Terahertz photoelasticimetry

As powerful as the technique of imaging photoelasticity is for mapping strain fields, one of its strengths also represents one of its limitations: its two-dimensionality. By using crossed polarizers to image strain through optical birefringence in irregular arrays of squeezed photoelastic samples, maps of strain fields may be easily and compellingly recorded. However, for many different applications and scientific purposes, we wanted to go beyond this and explore techniques for imaging strain fields in three dimensions, not just two. Holography represents a possible approach toward three-dimensional imaging of strain birefringence, but the photoelastic materials that best exhibit optical birefringence have only limited optical translucence. Consequently, it would have been difficult to achieve three-dimensional holographic reconstructions of three-dimensional strain fields using visible wavelength techniques.
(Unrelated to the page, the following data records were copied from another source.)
//! Error types for store operations.
//!
//! Absence is never an error: a missing record or collection is reported
//! through `Ok(None)` / an empty `Vec`, so every variant here is a genuine
//! failure of the call that produced it.

use thiserror::Error;

/// Errors returned by store operations.
#[derive(Debug, Error)]
pub enum StoreError {
    /// The backend could not be opened or configured.
    #[error("failed to open store {conn:?}: {source}")]
    Connect {
        /// The connection descriptor that was used.
        conn: String,
        /// The underlying engine error.
        #[source]
        source: rusqlite::Error,
    },

    /// An object could not be serialized.
    #[error("failed to encode object: {0}")]
    Encode(#[source] serde_json::Error),

    /// A stored payload could not be decoded into the requested type.
    #[error("failed to decode {collection}/{id}: {source}")]
    Decode {
        /// The collection the payload was read from.
        collection: String,
        /// The record identifier.
        id: String,
        /// The decoding error.
        #[source]
        source: serde_json::Error,
    },

    /// Creating the collection's table failed after a first failure.
    #[error("failed to provision collection {collection}: {source}")]
    Provision {
        /// The collection being provisioned.
        collection: String,
        /// The underlying engine error.
        #[source]
        source: rusqlite::Error,
    },

    /// The statement failed again after the collection was provisioned.
    #[error("operation on collection {collection} failed after provisioning: {source}")]
    AfterProvision {
        /// The collection the statement targeted.
        collection: String,
        /// The error from the retried statement.
        #[source]
        source: rusqlite::Error,
    },

    /// An engine failure that was not eligible for provisioning.
    #[error("storage engine error: {0}")]
    Engine(#[from] rusqlite::Error),

    /// The caller's context was cancelled.
    #[error("operation cancelled")]
    Cancelled,

    /// The caller's context deadline passed.
    #[error("deadline exceeded")]
    DeadlineExceeded,

    /// Invalid configuration.
    #[error("invalid configuration: {0}")]
    Config(String),
}

impl StoreError {
    /// Creates a decode error for a record.
    pub fn decode(
        collection: impl Into<String>,
        id: impl Into<String>,
        source: serde_json::Error,
    ) -> Self {
        StoreError::Decode {
            collection: collection.into(),
            id: id.into(),
            source,
        }
    }

    /// Returns a stable, machine-readable code for the error.
    #[must_use]
    pub const fn code(&self) -> &'static str {
        match self {
            StoreError::Connect { .. } => "connect",
            StoreError::Encode(_) => "encode",
            StoreError::Decode { .. } => "decode",
            StoreError::Provision { .. } => "provision",
            StoreError::AfterProvision { .. } => "after_provision",
            StoreError::Engine(_) => "engine",
            StoreError::Cancelled => "cancelled",
            StoreError::DeadlineExceeded => "deadline_exceeded",
            StoreError::Config(_) => "config",
        }
    }

    /// Returns true if the error came from the caller's context rather than
    /// the backend.
    #[must_use]
    pub fn is_context(&self) -> bool {
        matches!(self, StoreError::Cancelled | StoreError::DeadlineExceeded)
    }

    /// Returns the engine error underneath this error, if any.
    pub fn engine_error(&self) -> Option<&rusqlite::Error> {
        match self {
            StoreError::Connect { source, .. }
            | StoreError::Provision { source, .. }
            | StoreError::AfterProvision { source, .. }
            | StoreError::Engine(source) => Some(source),
            _ => None,
        }
    }

    /// Returns true if the engine aborted the statement through an interrupt.
    #[must_use]
    pub fn is_interrupted(&self) -> bool {
        self.engine_error()
            .and_then(rusqlite::Error::sqlite_error_code)
            .is_some_and(|code| code == rusqlite::ErrorCode::OperationInterrupted)
    }
}

/// Result type for store operations.
pub type StoreResult<T> = Result<T, StoreError>;
//! Capabilities records provide to the store.
//!
//! The store knows nothing about record shapes. It needs two things from the
//! caller:
//!
//! - [`Identified`]: how to get the unique ID out of an object.
//! - [`Factory`]: how to make a fresh, empty instance to decode into.

use serde::{Deserialize, Serialize};
use serde_json::{Map, Value};

/// An object that carries its own unique identifier.
pub trait Identified {
    /// Returns the object's identifier within its collection.
    fn id(&self) -> &str;
}

impl<T: Identified + ?Sized> Identified for &T {
    fn id(&self) -> &str {
        (**self).id()
    }
}

impl<T: Identified + ?Sized> Identified for Box<T> {
    fn id(&self) -> &str {
        (**self).id()
    }
}

/// Produces empty instances of `T` for decoding.
///
/// Implemented for every `Fn() -> T`, so `Widget::default` or
/// `|| Widget::new("draft")` can be passed directly.
pub trait Factory<T> {
    /// Creates a fresh instance.
    fn create(&self) -> T;
}

impl<T, F> Factory<T> for F
where
    F: Fn() -> T,
{
    fn create(&self) -> T {
        self()
    }
}

/// Common metadata embedded in record types.
///
/// ```rust
/// use serde::{Deserialize, Serialize};
/// use stow_store::{Identified, Metadata};
///
/// #[derive(Default, Serialize, Deserialize)]
/// struct Widget {
///     #[serde(flatten)]
///     metadata: Metadata,
///     color: String,
/// }
///
/// impl Identified for Widget {
///     fn id(&self) -> &str {
///         self.metadata.id()
///     }
/// }
/// ```
#[derive(Debug, Clone, Default, PartialEq, Eq, Hash, Serialize, Deserialize)]
pub struct Metadata {
    /// Identifier, unique within a collection.
    pub id: String,
}

impl Metadata {
    /// Creates metadata with the given identifier.
    pub fn new(id: impl Into<String>) -> Self {
        Self { id: id.into() }
    }
}

impl Identified for Metadata {
    fn id(&self) -> &str {
        &self.id
    }
}

/// A schemaless record: an `id` plus arbitrary JSON fields.
#[derive(Debug, Clone, Default, PartialEq, Serialize, Deserialize)]
pub struct Document {
    /// Identifier, unique within a collection.
    pub id: String,
    /// Every other field of the object.
    #[serde(flatten)]
    pub fields: Map<String, Value>,
}

impl Document {
    /// Creates a document with no fields.
    pub fn new(id: impl Into<String>) -> Self {
        Self {
            id: id.into(),
            fields: Map::new(),
        }
    }

    /// Sets a field, returning the document.
    pub fn with_field(mut self, name: impl Into<String>, value: impl Into<Value>) -> Self {
        self.fields.insert(name.into(), value.into());
        self
    }

    /// Returns a field value.
    pub fn get(&self, name: &str) -> Option<&Value> {
        self.fields.get(name)
    }
}

impl Identified for Document {
    fn id(&self) -> &str {
        &self.id
    }
}
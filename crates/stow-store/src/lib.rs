//! # stow-store
//!
//! A generic object store: arbitrary serializable objects, identified by a
//! string ID, kept in named collections on top of SQLite used as a plain
//! key/payload table per collection.
//!
//! Collections need no schema and no setup. The first operation that touches
//! a collection creates its table and retries once.
//!
//! - **Record capabilities**: [`Identified`] extracts an object's ID,
//!   [`Factory`] makes the empty instance a payload is decoded onto
//! - **Contract**: [`Storer`] (object-safe, payload level) and [`StorerExt`]
//!   (typed `write` / `read` / `list`)
//! - **Backends**: [`SqliteStore`] and [`MemoryStore`]
//! - **Context**: cancellation and deadlines threaded through every call
//!
//! ## Example
//!
//! ```rust
//! use serde::{Deserialize, Serialize};
//! use stow_store::{Context, Identified, SqliteStore, Storer, StorerExt, StoreResult};
//!
//! #[derive(Debug, Default, PartialEq, Serialize, Deserialize)]
//! struct Widget {
//!     id: String,
//!     color: String,
//! }
//!
//! impl Identified for Widget {
//!     fn id(&self) -> &str {
//!         &self.id
//!     }
//! }
//!
//! fn example() -> StoreResult<()> {
//!     let store = SqliteStore::open(":memory:")?;
//!     let ctx = Context::background();
//!
//!     let widget = Widget { id: "w1".into(), color: "red".into() };
//!     store.write(&ctx, "widgets", &widget)?;
//!
//!     let back = store.read(&ctx, "widgets", "w1", Widget::default)?;
//!     assert_eq!(back, Some(widget));
//!
//!     store.delete(&ctx, "widgets", "w1")?;
//!     assert!(store.list(&ctx, "widgets", Widget::default)?.is_empty());
//!
//!     store.close()
//! }
//! # example().unwrap();
//! ```

#![warn(missing_docs)]
#![warn(clippy::all)]

pub mod codec;
pub mod config;
pub mod context;
pub mod error;
pub mod memory;
pub mod record;
pub mod sqlite;
pub mod storer;

pub use config::{ProvisionPolicy, StoreConfig, StoreConfigBuilder};
pub use context::Context;
pub use error::{StoreError, StoreResult};
pub use memory::MemoryStore;
pub use record::{Document, Factory, Identified, Metadata};
pub use sqlite::SqliteStore;
pub use storer::{RawRecord, Storer, StorerExt};
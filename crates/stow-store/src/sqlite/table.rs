//! Per-collection table layout and statements.
//!
//! Each collection is one table with two columns:
//!
//! | column | type | constraint            |
//! |--------|------|-----------------------|
//! | `id`   | TEXT | NOT NULL PRIMARY KEY  |
//! | `obj`  | TEXT | NOT NULL              |
//!
//! The collection name becomes the table identifier. It is quoted, never
//! bound as a value; callers supply identifier-safe names.

/// SQL statements targeting one collection's table.
#[derive(Debug, Clone, PartialEq, Eq)]
pub struct TableSql {
    ident: String,
}

impl TableSql {
    /// Builds statements for `collection`.
    pub fn new(collection: &str) -> Self {
        Self {
            ident: quote_ident(collection),
        }
    }

    /// Idempotent table creation.
    pub fn create(&self) -> String {
        format!(
            "CREATE TABLE IF NOT EXISTS {} (id TEXT NOT NULL PRIMARY KEY, obj TEXT NOT NULL)",
            self.ident
        )
    }

    /// Insert-or-replace of one payload, bound as `(?1 = id, ?2 = obj)`.
    pub fn upsert(&self) -> String {
        format!(
            "INSERT INTO {} (id, obj) VALUES (?1, ?2) ON CONFLICT(id) DO UPDATE SET obj = excluded.obj",
            self.ident
        )
    }

    /// Point delete, bound as `(?1 = id)`.
    pub fn delete(&self) -> String {
        format!("DELETE FROM {} WHERE id = ?1", self.ident)
    }

    /// Point lookup, bound as `(?1 = id)`.
    pub fn select_one(&self) -> String {
        format!("SELECT obj FROM {} WHERE id = ?1", self.ident)
    }

    /// Full scan.
    pub fn select_all(&self) -> String {
        format!("SELECT id, obj FROM {}", self.ident)
    }
}

/// Quotes an identifier, doubling embedded quotes.
pub fn quote_ident(name: &str) -> String {
    format!("\"{}\"", name.replace('"', "\"\""))
}

#[cfg(test)]
mod tests {
    use super::*;

    #[test]
    fn test_quote_ident() {
        assert_eq!(quote_ident("widgets"), "\"widgets\"");
        assert_eq!(quote_ident("we\"ird"), "\"we\"\"ird\"");
        assert_eq!(quote_ident(""), "\"\"");
    }

    #[test]
    fn test_statements() {
        let sql = TableSql::new("storeTest");
        assert_eq!(
            sql.create(),
            "CREATE TABLE IF NOT EXISTS \"storeTest\" (id TEXT NOT NULL PRIMARY KEY, obj TEXT NOT NULL)"
        );
        assert!(sql.upsert().starts_with("INSERT INTO \"storeTest\" (id, obj)"));
        assert!(sql.upsert().contains("ON CONFLICT(id) DO UPDATE"));
        assert_eq!(sql.delete(), "DELETE FROM \"storeTest\" WHERE id = ?1");
        assert_eq!(sql.select_one(), "SELECT obj FROM \"storeTest\" WHERE id = ?1");
        assert_eq!(sql.select_all(), "SELECT id, obj FROM \"storeTest\"");
    }

    #[test]
    fn test_hostile_name_stays_one_identifier() {
        let sql = TableSql::new("x\"; DROP TABLE y; --");
        assert_eq!(
            sql.delete(),
            "DELETE FROM \"x\"\"; DROP TABLE y; --\" WHERE id = ?1"
        );
    }
}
However, many photoelastic materials are much more translucent at longer wavelengths, so the possibility of imaging strain birefringence at terahertz frequencies could overcome this limitation. Terahertz holographic imaging has recently been demonstrated [1-6], so the opportunity is ripe to combine techniques. Although early measurements confirmed the translucence of photoelastic materials at terahertz frequencies, first attempts at measuring strain birefringence failed, for a simple reason. The physical mechanism responsible for strain birefringence is the microscopic displacement of atoms from their equilibrium position in response to stress, a displacement sufficient to change the cross-polarimetric response of the material. To produce a detectible cross-polarimetric signature, this atomic displacement must be comparable to the wavelength of the affected radiation. Although such atomic displacements are typically only a fraction of a nanometer, such cross-polarimetric signatures are still detectable for optical illumination, whose wavelengths are hundreds of nanometers. However, typical wavelengths of terahertz radiation are hundreds of microns, much too large to be affected by the atomic displacements in standard birefringent materials.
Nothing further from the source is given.